# RCS not breeding. Crazy, right?



## ren (May 19, 2010)

What are your water parameters? Have you been keeping up with water changes? You mentioned you have a canister filter, are your shrimp being blown around?


----------



## ArabTanker (Jan 22, 2012)

I rarely do water changes to be honest.
I will test water tomorrow as well as get a water hardness kit tomorrow.
They are not being blown around. I have big rocks in the tank that stops most flow.


----------



## angelsword (May 16, 2009)

I'd pick up nitrate and ammonia test kits of I were you. Better yet would be a test kit like API's.


----------



## ArabTanker (Jan 22, 2012)

angelsword said:


> I'd pick up nitrate and ammonia test kits of I were you. Better yet would be a test kit like API's.


I have it.


----------



## diwu13 (Sep 20, 2011)

Here's what it seems to me. You said they were breeding for 4-5 months with no problems right? But then you never did a water change? Seems your water might be out of minerals that help shrimp molt.


----------



## randyl (Feb 1, 2012)

Nitrate can be an issue, temperature is another. If shrimps look happy then it could just be the off season. Another possibility is they feel the stress from being overcrowded. There is no set number for the maximum population as it greatly depends on the environment. I'll say if shrimps are not dying or showing bad colour (molting issue), they're fine. My PFR breeding also slows down due to high temperature, it gets as high as 27 and average at 25. No apparent death but breeding slows down.


----------



## Kunsthure (Aug 2, 2010)

If your, say, original 10 did great and became 50 or 100, and you never increased the amount of food you feed, breeding will stop. I saw a huge increase in berried and saddled females once I started specifically feeding the shrimp instead of letting them forage most of the time. So maybe you need to feed more. 

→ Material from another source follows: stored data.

#[async_trait]
impl SessionSource for GeminiSource {
    fn kind(&self) -> SourceKind {
        SourceKind::Gemini
    }

    async fn list_projects(&self) -> Result<Vec<ProjectInfo>, DiscoveryError> {
        let mut projects = Vec::new();
        for (dir, meta) in read_dir_entries(&self.root).await? {
            if !meta.is_dir() {
                continue;
            }
            let key = file_name(&dir);
            let files = self.session_files(&key).await?;
            if files.is_empty() {
                continue;
            }
            // The directory name is a one-way hash of the workspace path.
            let display_name = key.chars().take(12).collect();
            projects.push(ProjectInfo {
                id: ProjectId::new(SourceKind::Gemini, key),
                source: SourceKind::Gemini,
                display_name,
                path: None,
                location: dir.to_string_lossy().into_owned(),
                updated_at: files.iter().filter_map(|(_, m)| modified(m)).max().map(system_time_to_rfc3339),
                session_count: files.len(),
            });
        }
        projects.sort_by(|a, b| b.updated_at.cmp(&a.updated_at));
        Ok(projects)
    }

    async fn list_sessions(&self, project_key: &str) -> Result<Vec<SessionInfo>, DiscoveryError> {
        if !is_safe_key(project_key) {
            return Ok(Vec::new());
        }
        let mut sessions = Vec::new();
        for (path, meta) in self.session_files(project_key).await? {
            let Some(mtime) = modified(&meta) else { continue };
            let load = || async {
                match read_chat(&path).await {
                    Ok(chat) => Some(chat.summary()),
                    Err(e) => {
                        tracing::debug!(path = %path.display(), error = %e, "Skipping unreadable chat file");
                        None
                    }
                }
            };
            let Some(summary) = self.summaries.get_or_load_at(&path, mtime, load).await else {
                continue;
            };
            let Some(key) = summary.session_id.or_else(|| file_stem(&path)) else {
                continue;
            };
            let mut info = SessionInfo::new(
                SessionId::new(SourceKind::Gemini, project_key, key),
                path.to_string_lossy(),
            );
            info.title = summary.title;
            info.created_at = summary.created_at;
            info.updated_at = summary
                .updated_at
                .or_else(|| Some(system_time_to_rfc3339(mtime)));
            sessions.push(info);
        }
        Ok(sessions)
    }

    async fn locate(&self, session: &SessionId) -> Result<SessionLocation, StreamError> {
        if !is_safe_key(&session.project_key) || !is_safe_key(&session.session_key) {
            return Err(StreamError::not_found(session.to_string()));
        }
        let mut files = self
            .session_files(&session.project_key)
            .await
            .map_err(|_| StreamError::not_found(session.to_string()))?;

        // File names embed the first 8 characters of the session id.
        let short: String = session.session_key.chars().take(8).collect();
        files.sort_by_key(|(p, _)| !file_name(p).contains(&short));

        for (path, _) in files {
            if file_stem(&path).as_deref() == Some(session.session_key.as_str()) {
                return Ok(self.location(session, path));
            }
            let Ok(chat) = read_chat(&path).await else { continue };
            if chat.session_id.as_deref() == Some(session.session_key.as_str()) {
                return Ok(self.location(session, path));
            }
        }
        Err(StreamError::not_found(session.to_string()))
    }

    fn open_stream(&self, location: SessionLocation, ctx: StreamContext) -> EntryStream {
        let target = WatchTarget::File(location.path.clone());
        reconcile_stream(GeminiSnapshot { path: location.path }, target, ctx)
    }

    async fn project_key_for(&self, workspace: &Path) -> String {
        project_hash(workspace)
    }

    fn scrape_session_id(&self, line: &str) -> Option<String> {
        super::scrape_init_line(line)
    }

    async fn find_recent_session(&self, workspace: &Path, since: SystemTime) -> Option<SessionLocation> {
        let project_key = project_hash(workspace);
        let (path, _) = super::newest_since(&self.chats_dir(&project_key), since, is_session_file).await?;
        let session_key = match read_chat(&path).await {
            Ok(chat) => chat.session_id,
            Err(_) => None,
        }
        .or_else(|| file_stem(&path))?;
        Some(SessionLocation {
            project_key,
            session_key,
            path,
        })
    }
}
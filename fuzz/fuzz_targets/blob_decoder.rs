#![no_main]

use agent_trail_core::sources::blob::{child_refs, decode_blob, DecodedBlob};
use libfuzzer_sys::fuzz_target;

fuzz_target!(|data: &[u8]| {
    match decode_blob(data) {
        // Accepted JSON must re-serialize.
        DecodedBlob::Json(value) => assert!(!value.to_string().is_empty()),
        DecodedBlob::Text(text) => assert!(!text.is_empty()),
        DecodedBlob::Empty => {}
    }
    for id in child_refs(data) {
        assert_eq!(id.len(), 64);
    }
});
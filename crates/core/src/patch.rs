//! Entry index allocation and patch emission.
//!
//! Every stream owns exactly one [`EntryIndexProvider`]. Indices are dense,
//! zero-based and only ever move forward, so an entry emitted at index `i`
//! can later be replaced at `i` without touching its neighbours.

use std::sync::atomic::{AtomicUsize, Ordering};
use std::sync::Arc;

use agent_trail_types::{NormalizedEntry, PatchOperation, StreamFrame};

/// Monotonic allocator for entry indices.
#[derive(Debug, Clone, Default)]
pub struct EntryIndexProvider(Arc<AtomicUsize>);

impl EntryIndexProvider {
    pub fn new() -> Self {
        Self::default()
    }

    /// Resume allocation after `n` already-emitted entries.
    pub fn start_from(n: usize) -> Self {
        Self(Arc::new(AtomicUsize::new(n)))
    }

    /// Allocate the next index.
    pub fn next(&self) -> usize {
        self.0.fetch_add(1, Ordering::Relaxed)
    }

    /// The index the next call to [`next`](Self::next) will return.
    pub fn current(&self) -> usize {
        self.0.load(Ordering::Relaxed)
    }
}

/// Collects patch operations produced while converting records.
///
/// Converters push into the emitter; the controller drains it after each
/// record (or reconciliation pass) and wraps the batch in one frame.
#[derive(Debug, Default)]
pub struct PatchEmitter {
    index: EntryIndexProvider,
    pending: Vec<PatchOperation>,
}

impl PatchEmitter {
    pub fn new() -> Self {
        Self::default()
    }

    pub fn with_provider(index: EntryIndexProvider) -> Self {
        Self {
            index,
            pending: Vec::new(),
        }
    }

    /// Append a new entry and return the index it was assigned.
    pub fn add(&mut self, entry: NormalizedEntry) -> usize {
        let index = self.index.next();
        self.pending.push(PatchOperation::add(index, entry));
        index
    }

    /// Mutate an already-emitted entry in place.
    pub fn replace(&mut self, index: usize, entry: NormalizedEntry) {
        debug_assert!(index < self.index.current(), "replace of unallocated index");
        self.pending.push(PatchOperation::replace(index, entry));
    }

    pub fn remove(&mut self, index: usize) {
        self.pending.push(PatchOperation::remove(index));
    }

    pub fn is_empty(&self) -> bool {
        self.pending.is_empty()
    }

    /// Number of entries allocated so far on this stream.
    pub fn entry_count(&self) -> usize {
        self.index.current()
    }

    pub fn drain(&mut self) -> Vec<PatchOperation> {
        std::mem::take(&mut self.pending)
    }

    /// Drain pending operations into a frame, or `None` when nothing is pending.
    pub fn take_frame(&mut self) -> Option<StreamFrame> {
        if self.pending.is_empty() {
            None
        } else {
            Some(StreamFrame::JsonPatch(self.drain()))
        }
    }
}
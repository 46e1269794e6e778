//! Listing records for projects and sessions.

use serde::{Deserialize, Serialize};
use ts_rs::TS;

use crate::ids::{ProjectId, SessionId, SourceKind};

/// A project as seen by one source adapter.
#[derive(Debug, Clone, PartialEq, Eq, Serialize, Deserialize, TS)]
#[cfg_attr(feature = "codegen", ts(export, export_to = "../../../viewer/src/types/generated/"))]
pub struct ProjectInfo {
    #[ts(type = "string")]
    pub id: ProjectId,
    pub source: SourceKind,
    /// Human-readable name (usually the workspace directory name).
    pub display_name: String,
    /// Workspace path when the source records or encodes it.
    #[serde(skip_serializing_if = "Option::is_none")]
    pub path: Option<String>,
    /// Directory or file backing this project.
    pub location: String,
    #[serde(skip_serializing_if = "Option::is_none")]
    pub updated_at: Option<String>,
    pub session_count: usize,
}

/// A session as seen by one source adapter.
#[derive(Debug, Clone, PartialEq, Eq, Serialize, Deserialize, TS)]
#[cfg_attr(feature = "codegen", ts(export, export_to = "../../../viewer/src/types/generated/"))]
pub struct SessionInfo {
    #[ts(type = "string")]
    pub id: SessionId,
    #[ts(type = "string")]
    pub project_id: ProjectId,
    /// Best-effort title derived from the first user message.
    #[serde(skip_serializing_if = "Option::is_none")]
    pub title: Option<String>,
    #[serde(skip_serializing_if = "Option::is_none")]
    pub created_at: Option<String>,
    #[serde(skip_serializing_if = "Option::is_none")]
    pub updated_at: Option<String>,
    /// File or directory backing this session.
    pub location: String,
    /// Backed by a live subprocess right now.
    #[serde(default)]
    pub running: bool,
}

impl SessionInfo {
    pub fn new(id: SessionId, location: impl Into<String>) -> Self {
        let project_id = id.project();
        Self {
            id,
            project_id,
            title: None,
            created_at: None,
            updated_at: None,
            location: location.into(),
            running: false,
        }
    }
}

#[cfg(test)]
mod tests {
    use super::*;

    #[test]
    fn test_session_info_new_derives_project() {
        let id = SessionId::new(SourceKind::Gemini, "abc", "session-1");
        let info = SessionInfo::new(id, "/tmp/x.json");
        assert_eq!(info.project_id.to_string(), "gemini:abc");
        assert!(!info.running);
    }

    #[test]
    fn test_session_info_skips_empty_optionals() {
        let id = SessionId::new(SourceKind::Claude, "p", "s");
        let json = serde_json::to_value(SessionInfo::new(id, "/x")).unwrap();
        assert!(json.get("title").is_none());
        assert_eq!(json["id"], "claude:p:s");
        assert_eq!(json["running"], false);
    }
}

That, and do regular water changes. 

-Lisa


----------



## ArabTanker (Jan 22, 2012)

diwu13 said:


> Here's what it seems to me. You said they were breeding for 4-5 months with no problems right? But then you never did a water change? Seems your water might be out of minerals that help shrimp molt.


I did do water changes, but only like once a month.
I did a 15-20% water change in the breeding tank (w/o fish) today, lets see what happens.



randyl said:


> Nitrate can be an issue, temperature is another. If shrimps look happy then it could just be the off season. Another possibility is they feel the stress from being overcrowded. There is no set number for the maximum population as it greatly depends on the environment. I'll say if shrimps are not dying or showing bad colour (molting issue), they're fine. My PFR breeding also slows down due to high temperature, it gets as high as 27 and average at 25. No apparent death but breeding slows down.


What is the 'off season'?
They are not overcrowded. Like I said, I have one 10g and one breeder tank that has a huge footprint (about 4 feet by 2.5 feet) with only about 15 rcs. Temps are high. 76-77 in my 10g and 78-80 in my breeding tank.
Can you give me more info on the 'bad color' molting issues? That might be it!



Kunsthure said:


> If your, say, original 10 did great and became 50 or 100, and you never increased the amount of food you feed, breeding will stop. I saw a huge increase in berried and saddled females once I started specifically feeding the shrimp instead of letting them forage most of the time. So maybe you need to feed more.
> 
> That, and do regular water changes.
> 
> -Lisa


I will try feeding them more and see what happens. Its kinda hard now that I have Neon Tetras. They pick on the shrimp when they are around food. Gready litter boogers (boogers wasn't the first word that came to mind).


Thanks for all your input guys. Ill keep you posted. Keep the ideas coming.


----------



## anh (Jul 20, 2009)

are your shrimp seem a little dwarfer? deformed or dented shells? hard water is not good for CRS because it harden their shell too fast and they cant molt properly... however the opposite is true for cherries. In soft water cherry shrimp have a hard time growing their shell and have molting problems of their own. my guess is because cherries grow so much faster that they need the harder water to molt more often.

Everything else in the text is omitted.